Iran : des barrières à l’entrée trop élevées

 

Les atouts dont disposent l’Iran et notre tradition de coopération nous prédisposent à (re)tisser de profonds liens. Mais les règles du jeu ne sont encore claires et les risques financiers liés à l’implantation d’établissements ou au business avec le pays sont immenses. Rappelez-vous les montants des amendes astronomiques demandés par la justice extra territoriale américaine aux entreprises ayant bravé l’embargo !

Autre barrière ou limite, le paiement des prestations et investissements sur place. Quid si blocage des fonds ? Là encore il s’agit d’un paramètre essentiel qui constitue une barrière infranchissable.

 

Et si l’Etat français jouait son rôle ?

 

J’ai souvent demandé à l’État de se positionner comme facilitateur. Une vision stratégique qui le placerait vis-à-vis de l’Iran dans un rôle de sécurisation des acteurs publics et privés dans leur développement et conquête à l’international. Sécurisation et garanties dans les domaines politique, financier — les paiements évoqués —, pour ne pas manquer ce marché et le rôle que pourrait jouer la France dans cette lutte d’influence internationale sans merci.
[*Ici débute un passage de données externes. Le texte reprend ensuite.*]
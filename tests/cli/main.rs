use std::{
    fs,
    path::{Path, PathBuf},
    process::{Command, Output},
};

use anyhow::{Context, Ok, Result};
use insta_cmd::get_cargo_bin;
use serde_json::Value;
use tempfile::TempDir;

mod generate;
mod init;
mod lint;
mod prune;
mod rekey;
mod sort;
mod usage;

const BIN_NAME: &str = "lockey";

/// Default location of the canonical translation file.
pub const EN_FILE: &str = "src/i18n/strings/en_EN.json";

pub struct CliTest {
    _temp_dir: TempDir,
    project_dir: PathBuf,
}

impl CliTest {
    pub fn new() -> Result<Self> {
        let temp_dir = TempDir::new()?;
        let project_dir = temp_dir.path().canonicalize()?;
        // Stop config discovery at the project root.
        fs::create_dir(project_dir.join(".git"))?;
        Ok(Self {
            _temp_dir: temp_dir,
            project_dir,
        })
    }

    pub fn with_file(path: &str, content: &str) -> Result<Self> {
        let test = Self::new()?;
        test.write_file(path, content)?;
        Ok(test)
    }

    pub fn write_file(&self, path: &str, content: &str) -> Result<()> {
        let file_path = self.project_dir.join(path);

        if let Some(parent) = file_path.parent() {
            fs::create_dir_all(parent)
                .with_context(|| format!("Failed to create directory:{}", parent.display()))?;
        }

        fs::write(&file_path, content)
            .with_context(|| format!("Failed to write file: {}", file_path.display()))?;

        Ok(())
    }

    pub fn root(&self) -> &Path {
        &self.project_dir
    }

    pub fn command(&self) -> Command {
        let mut cmd = Command::new(get_cargo_bin(BIN_NAME));
        cmd.current_dir(&self.project_dir);
        cmd.env_clear();
        cmd.env("NO_COLOR", "1"); // Disable colors for consistent test output
        cmd
    }

    pub fn run(&self, args: &[&str]) -> Result<Output> {
        let output = self.command().args(args).output()?;
        Ok(output)
    }

    pub fn read_file(&self, path: &str) -> Result<String> {
        let file_path = self.project_dir.join(path);
        fs::read_to_string(&file_path)
            .with_context(|| format!("Failed to read file: {}", file_path.display()))
    }

    pub fn read_json(&self, path: &str) -> Result<Value> {
        let content = self.read_file(path)?;
        serde_json::from_str(&content).with_context(|| format!("Invalid JSON in {}", path))
    }
}

pub fn stdout(output: &Output) -> String {
    String::from_utf8_lossy(&output.stdout).to_string()
}

pub fn stderr(output: &Output) -> String {
    String::from_utf8_lossy(&output.stderr).to_string()
}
Encore une fois, quel levier plus efficace que ce soft power de l’Enseignement supérieur et de la Recherche ! Pour peu que l’on joue collectif avec les acteurs de terrain que nous sommes, universités, grandes écoles, entreprises, établissements culturels et environnementaux qui souhaitent se développer à l’international. Ce serait une occasion d’attirer les talents que l’Iran a formés, de faciliter l’implantation des entreprises françaises sur place et de rayonner dans une région stratégique mais au combien sensible. Les établissements anglo-saxons bénéficient actuellement d’une image et d’un attrait supérieur aux francophones dans cette partie du monde. Une action coordonnée entre Etat et établissements publics et privés serait une manière de tordre une réalité dont je ne conteste ni la complexité ni la difficulté.

Dernier point d’analyse plus personnelle, je considère qu’il s’agit d’un des pays prioritaires dont la stabilisation bénéficierait à l’ensemble du monde. La réussite de l’Iran n’est-ce pas l’intérêt de la région, du monde et donc de nous-mêmes ?

Soyons prêts ! Quand la porte s’ouvrira, nous aurons tout intérêt à s’y être bien préparé. Et c’est maintenant que cela se joue tant dans l’approche culturelle et la coopération que dans l’accompagnement des entreprises sur place et pourquoi pas vis-à-vis des start-up en ébullition ? Il y aura de belles places à prendre.